O observatório alerta que esta assimetria “não garante uma abordagem especializada integrada e articulada entre as diferentes valências/equipas, por ausência de uma ou mais valências, sendo um sério obstáculo à acessibilidade a estes recursos como um direito humano e condição nuclear para uma cobertura universal de saúde”.

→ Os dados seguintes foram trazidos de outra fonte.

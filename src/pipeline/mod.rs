mod document;

use anyhow::{Context, Result, anyhow};
use futures_util::stream::{self, StreamExt};
use image::RgbImage;
use serde::Serialize;
use std::path::Path;
use tracing::{debug, info, warn};

use crate::compose::{BlockRenderer, resize_to_height, splice_block};
use crate::font::{
    FontSelector, FontSelectorImpl, FontSelectorKind, build_font_selector, resolve_font,
};
use crate::providers::{
    LayoutImpl, LayoutProvider, OcrImpl, OcrProvider, RawDetection, TranslationProvider,
    TranslatorImpl, build_layout, build_ocr, build_translator,
};
use crate::reflow::{fits_height, layout_text, wrapped_line_count};
use crate::region::{BBox, Detection, FontChoice, Region, RegionKind, deduplicate};
use crate::settings::{OverflowPolicy, Settings};
use crate::state::DocumentState;

pub use document::{DocumentOutput, DocumentRequest, PageReport, off_runtime};

/// Knobs the pipeline reads on every page.
#[derive(Debug, Clone)]
pub struct PipelineOptions {
    pub score_threshold: f32,
    pub deduplicate: bool,
    pub iou_threshold: f32,
    pub overflow: OverflowPolicy,
    pub passthrough_height: u32,
    pub concurrency: usize,
    pub dpi: u32,
    pub report: bool,
}

impl Default for PipelineOptions {
    fn default() -> Self {
        Self::from_settings(&Settings::default())
    }
}

impl PipelineOptions {
    pub fn from_settings(settings: &Settings) -> Self {
        Self {
            score_threshold: settings.layout.score_threshold,
            deduplicate: settings.pipeline.deduplicate,
            iou_threshold: settings.pipeline.iou_threshold,
            overflow: settings.pipeline.overflow,
            passthrough_height: settings.pipeline.passthrough_height,
            concurrency: settings.translator.concurrency.max(1),
            dpi: settings.layout.dpi,
            report: settings.pipeline.report,
        }
    }
}

/// One processed page.
#[derive(Debug, Clone, Serialize)]
pub struct PageOutput {
    #[serde(skip)]
    pub image: RgbImage,
    pub regions: Vec<Region>,
    pub passed_through: bool,
}

/// Runs detect, OCR, translate, font fitting and compositing for pages of
/// one document. The pipeline owns its providers; document state is passed
/// in by the caller so that concurrent documents never share it.
pub struct PagePipeline<L, O, T, F> {
    layout: L,
    ocr: O,
    translator: T,
    fonts: F,
    renderer: BlockRenderer,
    options: PipelineOptions,
}

pub type DefaultPipeline = PagePipeline<LayoutImpl, OcrImpl, TranslatorImpl, FontSelectorImpl>;

pub fn build_pipeline(settings: &Settings) -> Result<DefaultPipeline> {
    let layout = build_layout(&settings.layout)?;
    let ocr = build_ocr(&settings.ocr)?;
    let translator = build_translator(&settings.translator)?;
    let fonts = build_font_selector(
        FontSelectorKind::parse(&settings.font.kind)?,
        settings.font.base_size,
        &settings.font.family,
    );
    let font = match resolve_font(
        settings.font.path.as_deref().map(Path::new),
        Some(settings.font.family.as_str()),
        &settings.font.fallback,
    ) {
        Ok(font) => {
            info!("typesetting with font family {}", font.family);
            Some(font)
        }
        Err(err) => {
            warn!("{}; word widths will be estimated", err);
            None
        }
    };
    Ok(PagePipeline::new(
        layout,
        ocr,
        translator,
        fonts,
        BlockRenderer::new(font),
        PipelineOptions::from_settings(settings),
    ))
}

impl<L, O, T, F> PagePipeline<L, O, T, F>
where
    L: LayoutProvider,
    O: OcrProvider,
    T: TranslationProvider,
    F: FontSelector,
{
    pub fn new(
        layout: L,
        ocr: O,
        translator: T,
        fonts: F,
        renderer: BlockRenderer,
        options: PipelineOptions,
    ) -> Self {
        Self {
            layout,
            ocr,
            translator,
            fonts,
            renderer,
            options,
        }
    }

    pub fn options(&self) -> &PipelineOptions {
        &self.options
    }

    pub fn translator(&self) -> &T {
        &self.translator
    }

    pub fn ocr(&self) -> &O {
        &self.ocr
    }

    pub fn languages(&self) -> Vec<String> {
        self.translator.languages()
    }

    /// Processes one page. A page reached in pass-through is only resized.
    pub async fn translate_page(
        &self,
        page: &RgbImage,
        state: &mut DocumentState,
        from_lang: &str,
        to_lang: &str,
    ) -> Result<PageOutput> {
        if !state.is_translating() {
            return Ok(PageOutput {
                image: resize_to_height(page, self.options.passthrough_height),
                regions: Vec::new(),
                passed_through: true,
            });
        }

        let raw = self
            .layout
            .detect(page)
            .await
            .with_context(|| "layout detection failed")?;
        let detections = self.accept_detections(raw, page.width(), page.height());
        let mut regions: Vec<Region> = detections
            .into_iter()
            .map(|detection| Region::from_detection(detection, page))
            .collect();

        for region in regions.iter_mut().filter(|region| region.kind.is_textual()) {
            match self.ocr.recognize(region.source_image()) {
                Ok(output) => region.attach_ocr(&output),
                Err(err) => warn!(
                    "ocr failed for {} region {:?}: {}",
                    region.kind.as_str(),
                    region.bbox,
                    err
                ),
            }
        }

        let cutoff = find_cutoff(&regions, state);
        self.translate_regions(&mut regions[..cutoff], from_lang, to_lang)
            .await;

        let mut canvas = page.clone();
        for region in regions[..cutoff].iter_mut() {
            if !region.kind.is_textual() {
                warn!(
                    "{} region {:?} is not supported; left untouched",
                    region.kind.as_str(),
                    region.bbox
                );
                continue;
            }
            if let Err(err) = self.typeset_region(region, &mut canvas) {
                warn!("skipping region {:?}: {}", region.bbox, err);
            }
        }

        Ok(PageOutput {
            image: canvas,
            regions,
            passed_through: false,
        })
    }

    /// Applies the score cut, bbox validation and optional suppression.
    fn accept_detections(&self, raw: Vec<RawDetection>, width: u32, height: u32) -> Vec<Detection> {
        let mut detections = Vec::with_capacity(raw.len());
        for item in raw {
            if item.score <= self.options.score_threshold {
                continue;
            }
            let kind = RegionKind::from(&item.label);
            match BBox::from_detection(item.bbox, width, height) {
                Ok(bbox) => detections.push(Detection {
                    kind,
                    bbox,
                    score: item.score,
                }),
                Err(err) => warn!("rejecting {} region: {}", kind.as_str(), err),
            }
        }
        if self.options.deduplicate {
            let before = detections.len();
            detections = deduplicate(detections, self.options.iou_threshold);
            debug!("deduplication kept {} of {} regions", detections.len(), before);
        }
        detections
    }

    async fn translate_regions(&self, regions: &mut [Region], from_lang: &str, to_lang: &str) {
        let jobs: Vec<(usize, String)> = regions
            .iter()
            .enumerate()
            .filter(|(_, region)| region.kind.is_textual())
            .filter_map(|(idx, region)| {
                region
                    .recognized_text()
                    .filter(|text| !text.trim().is_empty())
                    .map(|text| (idx, text.to_string()))
            })
            .collect();

        let results: Vec<(usize, Result<String>)> = stream::iter(jobs)
            .map(|(idx, text)| async move {
                let result = self.translator.translate(&text, from_lang, to_lang).await;
                (idx, result)
            })
            .buffered(self.options.concurrency.max(1))
            .collect()
            .await;

        for (idx, result) in results {
            let region = &mut regions[idx];
            let outcome = result.and_then(|text| region.attach_translation(text));
            if let Err(err) = outcome {
                warn!(
                    "translation failed for region {:?}; left untranslated: {}",
                    region.bbox, err
                );
            }
        }
    }

    /// Picks the font, reflows the translation and splices the rendered
    /// block over the region.
    fn typeset_region(&self, region: &mut Region, canvas: &mut RgbImage) -> Result<()> {
        let Some(text) = region.translated_text().map(str::to_string) else {
            return Ok(());
        };
        let line_count = region
            .line_count()
            .ok_or_else(|| anyhow!("translated region has no line count"))?;
        let (width, height) = (region.bbox.width(), region.bbox.height());
        let font = self.fit_font(&text, width, height, line_count);
        debug!(
            "region {:?}: {} source lines -> {}pt / {}px pitch",
            region.bbox, line_count, font.point_size, font.line_pitch
        );
        region.attach_font(font)?;

        let font = region
            .font()
            .ok_or_else(|| anyhow!("font was not recorded"))?;
        let plan = layout_text(&text, width, font, self.renderer.metrics());
        let block = self.renderer.render_block(width, height, plan)?;
        splice_block(canvas, &region.bbox, &block)
    }

    fn fit_font(&self, text: &str, width: u32, height: u32, line_count: u32) -> FontChoice {
        let mut font = self.fonts.select(width, height, line_count);
        if self.options.overflow == OverflowPolicy::Shrink {
            while !fits_height(wrapped_line_count(text, width, &font), &font, height) {
                match self.fonts.smaller(&font) {
                    Some(smaller) => font = smaller,
                    None => break,
                }
            }
        }
        font
    }
}

/// Index of the first region that must stay untouched. Feeds title text to
/// the tracker in detection order; the references title and everything
/// after it on the page are excluded.
fn find_cutoff(regions: &[Region], state: &mut DocumentState) -> usize {
    for (idx, region) in regions.iter().enumerate() {
        if region.kind == RegionKind::Title && state.observe_title(region.recognized_text()) {
            return idx;
        }
    }
    regions.len()
}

O coordenador do OPCP - Instituto de Ciências da Saúde (ICS) da Universidade Católica, Manuel Luís Capelas, lamenta a manutenção desta “distribuição completamente assimétrica do tipo de recursos e de alocação de recursos, sejam humanos ou estruturais”. “Leiria só tem uma equipa inter-hospitalar, não tem uma cama de internamento, não tem uma equipa comunitária, e depois temos outras regiões do país que até têm coberturas superiores àquilo que é estimado pela ACSS [Administração Central do Sistema de Saúde] e que é considerado em termos internacionais”, vincou.

“Temos uma franja da população, seja ela do mais baixo nível socioeconómico ou do mais elevado nível socioeconómico que tem grandes dificuldades para aceder a estes cuidados”, sublinhou. “Se derem resposta a 500, 600, 700 doentes” num universo se 140 mil doentes a taxa de resposta é mínima, elucidou.